Assigned task:
Somewhere below, one line contains "self.text.encode_with(encoder)" and a later line contains "separator within an". Output those two lines and everything between them exactly, and nothing else.
↓
impl Scalar {
    /// Text cell holding `value`, checked against `capacity` bytes
    pub fn text(value: impl Into<String>, capacity: usize) -> Result<Self> {
        let value = value.into();
        check_capacity(value.len(), capacity)?;
        Ok(Scalar::Text { value, capacity })
    }

    /// Blob cell holding `value`, checked against `capacity` bytes
    pub fn blob(value: impl Into<Vec<u8>>, capacity: usize) -> Result<Self> {
        let value = value.into();
        check_capacity(value.len(), capacity)?;
        Ok(Scalar::Blob { value, capacity })
    }

    pub fn kind(&self) -> ScalarKind {
        match self {
            Scalar::Bool(_) => ScalarKind::Bool,
            Scalar::I32(_) => ScalarKind::I32,
            Scalar::I64(_) => ScalarKind::I64,
            Scalar::U32(_) => ScalarKind::U32,
            Scalar::U64(_) => ScalarKind::U64,
            Scalar::F32(_) => ScalarKind::F32,
            Scalar::F64(_) => ScalarKind::F64,
            Scalar::Text { capacity, .. } => ScalarKind::Text {
                capacity: *capacity,
            },
            Scalar::Blob { capacity, .. } => ScalarKind::Blob {
                capacity: *capacity,
            },
        }
    }

    /// Replace the value, keeping this cell's kind and capacity
    pub fn assign(&mut self, new: Scalar) -> Result<()> {
        if !self.kind().same_type(&new.kind()) {
            return Err(RememoryError::type_mismatch(
                self.kind().to_string(),
                new.kind().to_string(),
            ));
        }

        match (self, new) {
            (Scalar::Text { value, capacity }, Scalar::Text { value: new, .. }) => {
                check_capacity(new.len(), *capacity)?;
                *value = new;
            }
            (Scalar::Blob { value, capacity }, Scalar::Blob { value: new, .. }) => {
                check_capacity(new.len(), *capacity)?;
                *value = new;
            }
            (slot, new) => *slot = new,
        }
        Ok(())
    }

    /// Add `amount` in place
    ///
    /// Integers wrap at their fixed width; floats follow IEEE-754.
    pub fn increment(&mut self, amount: &Scalar) -> Result<()> {
        match (self, amount) {
            (Scalar::I32(v), Scalar::I32(by)) => *v = v.wrapping_add(*by),
            (Scalar::I64(v), Scalar::I64(by)) => *v = v.wrapping_add(*by),
            (Scalar::U32(v), Scalar::U32(by)) => *v = v.wrapping_add(*by),
            (Scalar::U64(v), Scalar::U64(by)) => *v = v.wrapping_add(*by),
            (Scalar::F32(v), Scalar::F32(by)) => *v += *by,
            (Scalar::F64(v), Scalar::F64(by)) => *v += *by,
            (slot, by) => {
                let kind = slot.kind();
                return Err(match slot {
                    Scalar::Bool(_) | Scalar::Text { .. } | Scalar::Blob { .. } => {
                        RememoryError::UnsupportedOperation {
                            op: "increment",
                            kind: kind.to_string(),
                        }
                    }
                    _ => RememoryError::type_mismatch(kind.to_string(), by.kind().to_string()),
                });
            }
        }
        Ok(())
    }
}
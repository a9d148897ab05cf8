//! Error types for Rememory

use std::io;
use std::time::Duration;
use thiserror::Error;

/// Result type for Rememory operations
pub type Result<T> = std::result::Result<T, RememoryError>;

/// Errors that can occur in Rememory operations
#[derive(Debug, Error)]
pub enum RememoryError {
    /// Failed to create shared memory
    #[error("Failed to create shared memory '{name}': {source}")]
    ShmCreate {
        name: String,
        #[source]
        source: io::Error,
    },

    /// Failed to open shared memory
    #[error("Failed to open shared memory '{name}': {source}")]
    ShmOpen {
        name: String,
        #[source]
        source: io::Error,
    },

    /// Failed to map memory
    #[error("Failed to map memory: {0}")]
    Mmap(#[source] io::Error),

    /// Failed to truncate shared memory
    #[error("Failed to set shared memory size: {0}")]
    Truncate(#[source] io::Error),

    /// Failed to unlink a shared memory object
    #[error("Failed to unlink shared memory '{name}': {source}")]
    Unlink {
        name: String,
        #[source]
        source: io::Error,
    },

    /// The OS rejected a lock or unlock request
    #[error("Lock operation on '{name}' failed: {source}")]
    Lock {
        name: String,
        #[source]
        source: io::Error,
    },

    /// Container name is empty, too long or contains reserved characters
    #[error("Invalid container name '{name}': {reason}")]
    InvalidName { name: String, reason: &'static str },

    /// The named lock could not be acquired in time
    #[error("Timed out after {timeout:?} waiting for lock '{name}'")]
    LockTimeout { name: String, timeout: Duration },

    /// The handle already holds its lock
    #[error("Lock '{0}' is already held by this handle")]
    LockAlreadyHeld(String),

    /// Release was called without a matching acquire
    #[error("Lock '{0}' is not held by this handle")]
    LockNotHeld(String),

    /// No segment exists under the requested name
    #[error("Shared segment '{0}' does not exist")]
    SegmentNotFound(String),

    /// Header magic, version or length is not what a writer would produce
    #[error("Corrupted envelope: {reason}")]
    CorruptedEnvelope { reason: String },

    /// Payload could not be encoded or decoded
    #[error("Serialization error: {0}")]
    Serialization(#[from] bincode::Error),

    /// Map lookup of an absent key
    #[error("Key not found: {0}")]
    KeyNotFound(String),

    /// Removal or lookup of an absent set or sequence element
    #[error("Element not found: {0}")]
    ElementNotFound(String),

    /// Sequence index past the end
    #[error("Index {index} out of range for length {len}")]
    IndexOutOfRange { index: usize, len: usize },

    /// Fixed-capacity text or blob cell cannot hold the value
    #[error("Capacity exceeded: max {max} bytes, got {got} bytes")]
    CapacityExceeded { max: usize, got: usize },

    /// Raw write larger than the mapped segment
    #[error("Buffer overflow: max {max} bytes, got {got} bytes")]
    BufferOverflow { max: usize, got: usize },

    /// The stored container is of a different kind than requested
    #[error("Container '{name}' holds a {found}, not a {expected}")]
    KindMismatch {
        name: String,
        expected: String,
        found: String,
    },

    /// A value did not have the shape the caller asked for
    #[error("Type mismatch: expected {expected}, found {found}")]
    TypeMismatch { expected: String, found: String },

    /// The operation is not defined for this container kind
    #[error("Operation '{op}' is not supported on a {kind}")]
    UnsupportedOperation { op: &'static str, kind: String },

    /// The segment kept changing generation underneath the reader
    #[error("Container '{name}' still stale after {attempts} attempts")]
    Contention { name: String, attempts: u32 },
}

impl RememoryError {
    pub(crate) fn corrupted(reason: impl Into<String>) -> Self {
        Self::CorruptedEnvelope {
            reason: reason.into(),
        }
    }

    pub(crate) fn type_mismatch(expected: impl Into<String>, found: impl Into<String>) -> Self {
        Self::TypeMismatch {
            expected: expected.into(),
            found: found.into(),
        }
    }

    /// Whether the caller can reasonably retry or fall back.
    pub fn is_recoverable(&self) -> bool {
        matches!(
            self,
            Self::LockTimeout { .. }
                | Self::SegmentNotFound(_)
                | Self::KeyNotFound(_)
                | Self::ElementNotFound(_)
                | Self::IndexOutOfRange { .. }
                | Self::Contention { .. }
        )
    }
}
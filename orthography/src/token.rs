use crate::location::Location;
use arabic_encoding::{ArabicEncoder, Encode};
use arabic_text::ArabicText;
use std::fmt;

/// A whitespace delimited word of a verse.
///
/// The text shares the verse's buffer.
#[derive(Debug, Clone, PartialEq, Eq, Hash)]
pub struct Token {
    location: Location,
    text: ArabicText,
}

impl Token {
    pub(crate) fn new(location: Location, text: ArabicText) -> Self {
        Self { location, text }
    }

    pub fn location(&self) -> Location {
        self.location
    }

    pub fn chapter_number(&self) -> usize {
        self.location.chapter_number()
    }

    pub fn verse_number(&self) -> usize {
        self.location.verse_number()
    }

    pub fn token_number(&self) -> usize {
        self.location.token_number()
    }

    pub fn text(&self) -> &ArabicText {
        &self.text
    }

    /// Number of characters in the token.
    pub fn len(&self) -> usize {
        self.text.len()
    }

    pub fn is_empty(&self) -> bool {
        self.text.is_empty()
    }
}

impl AsRef<ArabicText> for Token {
    fn as_ref(&self) -> &ArabicText {
        &self.text
    }
}

impl Encode for Token {
    fn encode_with(&self, encoder: &dyn ArabicEncoder) -> String {
        self.text.encode_with(encoder)
    }
}

impl fmt::Display for Token {
    fn fmt(&self, f: &mut fmt::Formatter<'_>) -> fmt::Result {
        f.write_str(&self.text.to_unicode())
    }
}
use crate::byte_format::{self, CHARACTER_WIDTH};
use crate::{CharacterType, DiacriticType};

/// A single letter, Quranic symbol or whitespace separator within an
/// [`ArabicText`](crate::ArabicText), together with its diacritics.
///
/// This is a zero-copy view of one slot in the text's buffer.
#[derive(Clone, Copy, PartialEq, Eq, Hash)]
pub struct ArabicCharacter<'a> {
    slot: &'a [u8],
}

impl<'a> ArabicCharacter<'a> {
    pub(crate) fn new(buffer: &'a [u8], offset: usize) -> Self {
        Self {
            slot: &buffer[offset..offset + CHARACTER_WIDTH],
        }
    }

    /// The letter or symbol, or `None` for whitespace.
    #[inline]
    pub fn character_type(&self) -> Option<CharacterType> {
        byte_format::character_type(self.slot, 0)
    }

    #[inline]
    pub fn is_whitespace(&self) -> bool {
        byte_format::is_whitespace(self.slot, 0)
    }

    /// Returns true unless this is a Quranic symbol.
    #[inline]
    pub fn is_letter(&self) -> bool {
        byte_format::is_letter(self.slot, 0)
    }

    #[inline]
    pub fn has_diacritic(&self, diacritic: DiacriticType) -> bool {
        byte_format::has_diacritic(self.slot, 0, diacritic)
    }

    /// Returns true if `diacritic` is the only diacritic attached.
    #[inline]
    pub fn is_single_diacritic(&self, diacritic: DiacriticType) -> bool {
        byte_format::is_single_diacritic(self.slot, 0, diacritic)
    }

    #[inline]
    pub fn diacritic_count(&self) -> usize {
        byte_format::diacritic_count(self.slot, 0)
    }

    /// Attached diacritics in ordinal order.
    pub fn diacritics(&self) -> impl Iterator<Item = DiacriticType> + 'a {
        let slot = self.slot;
        DiacriticType::ALL
            .into_iter()
            .filter(move |d| byte_format::has_diacritic(slot, 0, *d))
    }

    /// The raw slot bytes.
    #[inline]
    pub fn slot(&self) -> [u8; CHARACTER_WIDTH] {
        [self.slot[0], self.slot[1], self.slot[2]]
    }
}

/// Same form as the diagnostic encoding: `Alif + Fatha + HamzaAbove`.
impl std::fmt::Debug for ArabicCharacter<'_> {
    fn fmt(&self, f: &mut std::fmt::Formatter<'_>) -> std::fmt::Result {
        let Some(ty) = self.character_type() else {
            return f.write_str("<space>");
        };
        if ty == CharacterType::Alif && self.is_single_diacritic(DiacriticType::AlifKhanjareeya) {
            return write!(f, "{}", DiacriticType::AlifKhanjareeya);
        }
        write!(f, "{ty}")?;
        for d in self.diacritics() {
            write!(f, " + {d}")?;
        }
        Ok(())
    }
}

#[cfg(test)]
mod tests {
    use super::*;

    #[test]
    fn test_character_view() {
        let buffer = [0xFF, 0, 0, 11, 65, 0];
        let space = ArabicCharacter::new(&buffer, 0);
        assert!(space.is_whitespace());
        assert_eq!(space.character_type(), None);

        let seen = ArabicCharacter::new(&buffer, 3);
        assert_eq!(seen.character_type(), Some(CharacterType::Seen));
        assert!(seen.has_diacritic(DiacriticType::Fatha));
        assert!(seen.has_diacritic(DiacriticType::Shadda));
        assert_eq!(seen.diacritic_count(), 2);
        assert_eq!(
            seen.diacritics().collect::<Vec<_>>(),
            vec![DiacriticType::Fatha, DiacriticType::Shadda]
        );
        assert_eq!(seen.slot(), [11, 65, 0]);
    }

    #[test]
    fn test_debug_format() {
        let buffer = [0, 1, 2, 0xFF, 0, 0];
        assert_eq!(
            format!("{:?}", ArabicCharacter::new(&buffer, 0)),
            "Alif + Fatha + HamzaAbove"
        );
        assert_eq!(format!("{:?}", ArabicCharacter::new(&buffer, 3)), "<space>");

        let khanjareeya = [0, 0, 16];
        assert_eq!(
            format!("{:?}", ArabicCharacter::new(&khanjareeya, 0)),
            "AlifKhanjareeya"
        );
    }
}
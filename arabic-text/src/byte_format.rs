//! Fixed-width binary layout of Arabic characters.
//!
//! Each character occupies [`CHARACTER_WIDTH`] bytes:
//!
//! | byte | contents |
//! |------|----------|
//! | 0 | [`CharacterType`] ordinal, or [`WHITESPACE`] |
//! | 1 | Fatha, Damma, Kasra, Fathatan, Dammatan, Kasratan, Shadda, Sukun (bits 0-7) |
//! | 2 | Maddah, HamzaAbove, HamzaBelow, HamzatWasl, AlifKhanjareeya (bits 0-4) |
//!
//! The accessors take a buffer and the byte offset of a slot. They never
//! allocate and perform no validation beyond slice indexing.

use crate::{CharacterType, DiacriticType};

/// Number of bytes per character.
pub const CHARACTER_WIDTH: usize = 3;

/// Type byte reserved for a whitespace separator.
pub const WHITESPACE: u8 = 0xFF;

/// Sets a diacritic bit. Setting an already present diacritic is a no-op.
#[inline]
pub fn set_diacritic(buffer: &mut [u8], offset: usize, diacritic: DiacriticType) {
    buffer[offset + diacritic.byte_offset()] |= diacritic.mask();
}

/// Returns true if the diacritic bit is set.
#[inline]
pub fn has_diacritic(buffer: &[u8], offset: usize, diacritic: DiacriticType) -> bool {
    buffer[offset + diacritic.byte_offset()] & diacritic.mask() != 0
}

/// Returns true if `diacritic` is present and no other diacritic is.
#[inline]
pub fn is_single_diacritic(buffer: &[u8], offset: usize, diacritic: DiacriticType) -> bool {
    let own = diacritic.byte_offset();
    let other = CHARACTER_WIDTH - own;
    buffer[offset + own] == diacritic.mask() && buffer[offset + other] == 0
}

/// Counts the diacritic bits set across both mask bytes.
#[inline]
pub fn diacritic_count(buffer: &[u8], offset: usize) -> usize {
    (buffer[offset + 1].count_ones() + buffer[offset + 2].count_ones()) as usize
}

/// Returns true if the slot is a whitespace separator.
#[inline]
pub fn is_whitespace(buffer: &[u8], offset: usize) -> bool {
    buffer[offset] == WHITESPACE
}

/// Returns true unless the slot holds a Quranic symbol.
///
/// Whitespace counts as a letter so that stripping symbols keeps token
/// separators in place.
#[inline]
pub fn is_letter(buffer: &[u8], offset: usize) -> bool {
    let value = buffer[offset];
    value == WHITESPACE || value <= CharacterType::LAST_LETTER.ordinal()
}

/// Reads the character type, or `None` for whitespace.
///
/// # Panics
///
/// Panics if the type byte is neither a valid ordinal nor [`WHITESPACE`].
#[inline]
pub fn character_type(buffer: &[u8], offset: usize) -> Option<CharacterType> {
    let value = buffer[offset];
    if value == WHITESPACE {
        return None;
    }
    match CharacterType::from_ordinal(value) {
        Some(ty) => Some(ty),
        None => panic!("invalid character type byte {value:#04x} at offset {offset}"),
    }
}

/// Returns true if `value` may appear as the type byte of a slot.
#[inline]
pub fn is_valid_type_byte(value: u8) -> bool {
    value == WHITESPACE || (value as usize) < CharacterType::COUNT
}
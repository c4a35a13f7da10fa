//! Converts Arabic text between encodings.
//!
//! ```text
//! transliterate --from buckwalter --to unicode "bisomi {ll~ahi"
//! echo "bisomi" | transliterate --to simple
//! ```

use anyhow::{Context, Result};
use arabic_encoding::{
    decoder, encoder, ArabicDecoder, ArabicEncoder, DecodeMode, EncodingOptions, EncodingScheme,
};
use arabic_text::ArabicTextBuilder;
use clap::Parser;
use std::io::{self, BufRead, Write};
use tracing::debug;
use tracing_subscriber::EnvFilter;

#[derive(Parser)]
#[command(name = "transliterate", about = "Convert Arabic text between encodings")]
struct Args {
    /// Encoding of the input: unicode or buckwalter.
    #[arg(long, default_value = "buckwalter")]
    from: EncodingScheme,

    /// Encoding of the output: unicode, buckwalter or simple.
    #[arg(long, default_value = "unicode")]
    to: EncodingScheme,

    /// Fail on input the source encoding does not define.
    #[arg(long)]
    strict: bool,

    /// Write Alif with Maddah as a single code point where possible.
    #[arg(long)]
    combine_maddah: bool,

    /// Text to convert. Lines are read from stdin when omitted.
    text: Option<String>,
}

fn main() -> Result<()> {
    tracing_subscriber::fmt()
        .with_env_filter(
            EnvFilter::try_from_default_env().unwrap_or_else(|_| EnvFilter::new("warn")),
        )
        .with_writer(io::stderr)
        .init();

    let args = Args::parse();
    let mode = if args.strict {
        DecodeMode::Strict
    } else {
        DecodeMode::Lenient
    };
    let options = EncodingOptions::new().with_alif_maddah_combined(args.combine_maddah);

    let decoder = decoder(args.from, mode)?;
    let encoder = encoder(args.to, options);
    debug!(from = %args.from, to = %args.to, ?mode, "converting");

    let mut out = io::stdout().lock();
    let mut convert = |line: &str, number: usize| -> Result<()> {
        let mut builder = ArabicTextBuilder::with_capacity(line.len());
        decoder
            .decode_into(line, &mut builder)
            .with_context(|| format!("line {number}"))?;
        writeln!(out, "{}", encoder.encode(&builder.finish()))?;
        Ok(())
    };

    match args.text {
        Some(text) => convert(&text, 1)?,
        None => {
            for (index, line) in io::stdin().lock().lines().enumerate() {
                convert(&line?, index + 1)?;
            }
        }
    }
    Ok(())
}
use crate::glyph::Glyph;
use crate::options::EncodingOptions;
use crate::table::EncodingTable;
use arabic_text::{ArabicCharacter, CharacterType, DiacriticType};
use std::cmp::Reverse;
use std::sync::OnceLock;

/// What a combination rule can see while encoding a character.
#[derive(Debug, Clone, Copy)]
pub struct RuleContext<'t> {
    pub table: &'t EncodingTable,
    pub options: EncodingOptions,
}

/// The result of a successful combination: the composed glyph to write, and
/// the diacritic it absorbed, if any.
///
/// A consumed diacritic is not written again after the glyph.
#[derive(Debug, Clone, Copy, PartialEq, Eq)]
pub struct Combination {
    pub glyph: Glyph,
    pub consumed: Option<DiacriticType>,
}

impl Combination {
    const fn consuming(glyph: Glyph, diacritic: DiacriticType) -> Self {
        Self {
            glyph,
            consumed: Some(diacritic),
        }
    }

    const fn keeping(glyph: Glyph) -> Self {
        Self {
            glyph,
            consumed: None,
        }
    }
}

/// A rule collapsing a letter and one of its diacritics into a composed glyph.
///
/// Rules are tried in priority order and the first match wins, so a rule only
/// needs to reject the characters that a higher priority rule should not have
/// let through.
pub trait CombinationRule: Send + Sync {
    /// Returns the combination for `character`, or `None` if this rule does
    /// not apply.
    fn try_combine(
        &self,
        character: &ArabicCharacter<'_>,
        ctx: &RuleContext<'_>,
    ) -> Option<Combination>;

    /// Higher priority rules are tried first. Default priority is 0.
    fn priority(&self) -> i32 {
        0
    }

    /// Quick check on the letter alone.
    ///
    /// - `Some(true)`  - this rule might apply
    /// - `Some(false)` - this rule definitely does not apply
    /// - `None`        - unknown, call [`try_combine`](Self::try_combine)
    #[inline]
    fn quick_check(&self, character_type: CharacterType) -> Option<bool> {
        let _ = character_type;
        None
    }

    fn name(&self) -> &'static str;
}

/// Alif + Maddah, only when enabled and the scheme has a glyph for it.
pub struct AlifWithMaddahRule;

impl CombinationRule for AlifWithMaddahRule {
    fn try_combine(
        &self,
        character: &ArabicCharacter<'_>,
        ctx: &RuleContext<'_>,
    ) -> Option<Combination> {
        let applies = ctx.options.combine_alif_with_maddah
            && ctx.table.contains_glyph(Glyph::AlifWithMaddah)
            && character.has_diacritic(DiacriticType::Maddah);
        applies.then(|| Combination::consuming(Glyph::AlifWithMaddah, DiacriticType::Maddah))
    }

    fn priority(&self) -> i32 {
        70
    }

    fn quick_check(&self, character_type: CharacterType) -> Option<bool> {
        Some(character_type == CharacterType::Alif)
    }

    fn name(&self) -> &'static str {
        "alif-with-maddah"
    }
}

/// Alif + Hamza above, unless the Alif is a khanjareeya.
pub struct AlifWithHamzaAboveRule;

impl CombinationRule for AlifWithHamzaAboveRule {
    fn try_combine(
        &self,
        character: &ArabicCharacter<'_>,
        _ctx: &RuleContext<'_>,
    ) -> Option<Combination> {
        let applies = character.has_diacritic(DiacriticType::HamzaAbove)
            && !character.has_diacritic(DiacriticType::AlifKhanjareeya);
        applies.then(|| {
            Combination::consuming(Glyph::AlifWithHamzaAbove, DiacriticType::HamzaAbove)
        })
    }

    fn priority(&self) -> i32 {
        60
    }

    fn quick_check(&self, character_type: CharacterType) -> Option<bool> {
        Some(character_type == CharacterType::Alif)
    }

    fn name(&self) -> &'static str {
        "alif-with-hamza-above"
    }
}

/// Waw or Ya carrying Hamza above.
pub struct HamzaSeatRule {
    letter: CharacterType,
    glyph: Glyph,
    priority: i32,
}

impl HamzaSeatRule {
    pub const fn waw() -> Self {
        Self {
            letter: CharacterType::Waw,
            glyph: Glyph::WawWithHamzaAbove,
            priority: 50,
        }
    }

    pub const fn ya() -> Self {
        Self {
            letter: CharacterType::Ya,
            glyph: Glyph::YaWithHamzaAbove,
            priority: 30,
        }
    }
}

impl CombinationRule for HamzaSeatRule {
    fn try_combine(
        &self,
        character: &ArabicCharacter<'_>,
        _ctx: &RuleContext<'_>,
    ) -> Option<Combination> {
        character
            .has_diacritic(DiacriticType::HamzaAbove)
            .then(|| Combination::consuming(self.glyph, DiacriticType::HamzaAbove))
    }

    fn priority(&self) -> i32 {
        self.priority
    }

    fn quick_check(&self, character_type: CharacterType) -> Option<bool> {
        Some(character_type == self.letter)
    }

    fn name(&self) -> &'static str {
        match self.letter {
            CharacterType::Waw => "waw-with-hamza-above",
            _ => "ya-with-hamza-above",
        }
    }
}

/// Alif marks that only exist as part of a composed glyph: Hamza below,
/// Alif khanjareeya and Hamzat wasl. The mark is left set but has no
/// standalone glyph, so it is never written twice.
pub struct AlifMarkRule {
    mark: DiacriticType,
    glyph: Glyph,
    priority: i32,
}

impl AlifMarkRule {
    pub const fn hamza_below() -> Self {
        Self {
            mark: DiacriticType::HamzaBelow,
            glyph: Glyph::AlifWithHamzaBelow,
            priority: 40,
        }
    }

    pub const fn khanjareeya() -> Self {
        Self {
            mark: DiacriticType::AlifKhanjareeya,
            glyph: Glyph::AlifKhanjareeya,
            priority: 20,
        }
    }

    pub const fn hamzat_wasl() -> Self {
        Self {
            mark: DiacriticType::HamzatWasl,
            glyph: Glyph::AlifWithHamzatWasl,
            priority: 10,
        }
    }
}

impl CombinationRule for AlifMarkRule {
    fn try_combine(
        &self,
        character: &ArabicCharacter<'_>,
        _ctx: &RuleContext<'_>,
    ) -> Option<Combination> {
        character
            .has_diacritic(self.mark)
            .then(|| Combination::keeping(self.glyph))
    }

    fn priority(&self) -> i32 {
        self.priority
    }

    fn quick_check(&self, character_type: CharacterType) -> Option<bool> {
        Some(character_type == CharacterType::Alif)
    }

    fn name(&self) -> &'static str {
        match self.mark {
            DiacriticType::HamzaBelow => "alif-with-hamza-below",
            DiacriticType::AlifKhanjareeya => "alif-khanjareeya",
            _ => "alif-with-hamzat-wasl",
        }
    }
}

/// Combination rules in priority order.
pub struct RuleSet {
    rules: Vec<Box<dyn CombinationRule>>,
}

impl RuleSet {
    /// Creates a rule set, sorting rules by priority (highest first).
    pub fn new(rules: Vec<Box<dyn CombinationRule>>) -> Self {
        let mut sorted_rules = rules;
        sorted_rules.sort_by_key(|rule| Reverse(rule.priority()));
        Self {
            rules: sorted_rules,
        }
    }

    /// The seven combinations shared by the Unicode and Buckwalter schemes.
    pub fn standard() -> &'static RuleSet {
        static STANDARD: OnceLock<RuleSet> = OnceLock::new();
        STANDARD.get_or_init(|| {
            RuleSet::new(vec![
                Box::new(AlifWithMaddahRule),
                Box::new(AlifWithHamzaAboveRule),
                Box::new(HamzaSeatRule::waw()),
                Box::new(AlifMarkRule::hamza_below()),
                Box::new(HamzaSeatRule::ya()),
                Box::new(AlifMarkRule::khanjareeya()),
                Box::new(AlifMarkRule::hamzat_wasl()),
            ])
        })
    }

    /// Finds the first rule that combines `character`.
    pub fn apply(
        &self,
        character: &ArabicCharacter<'_>,
        ctx: &RuleContext<'_>,
    ) -> Option<Combination> {
        let character_type = character.character_type()?;

        for rule in &self.rules {
            if let Some(false) = rule.quick_check(character_type) {
                continue;
            }
            if let Some(combination) = rule.try_combine(character, ctx) {
                tracing::trace!(rule = rule.name(), glyph = ?combination.glyph, "combined");
                return Some(combination);
            }
        }
        None
    }

    /// Rule names in the order they are tried.
    pub fn names(&self) -> impl Iterator<Item = &'static str> + '_ {
        self.rules.iter().map(|rule| rule.name())
    }

    pub fn len(&self) -> usize {
        self.rules.len()
    }

    pub fn is_empty(&self) -> bool {
        self.rules.is_empty()
    }
}

impl std::fmt::Debug for RuleSet {
    fn fmt(&self, f: &mut std::fmt::Formatter<'_>) -> std::fmt::Result {
        f.debug_list().entries(self.names()).finish()
    }
}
↑
Result for this task:
        self.text.encode_with(encoder)
    }
}

impl fmt::Display for Token {
    fn fmt(&self, f: &mut fmt::Formatter<'_>) -> fmt::Result {
        f.write_str(&self.text.to_unicode())
    }
}
use crate::byte_format::{self, CHARACTER_WIDTH};
use crate::{CharacterType, DiacriticType};

/// A single letter, Quranic symbol or whitespace separator within an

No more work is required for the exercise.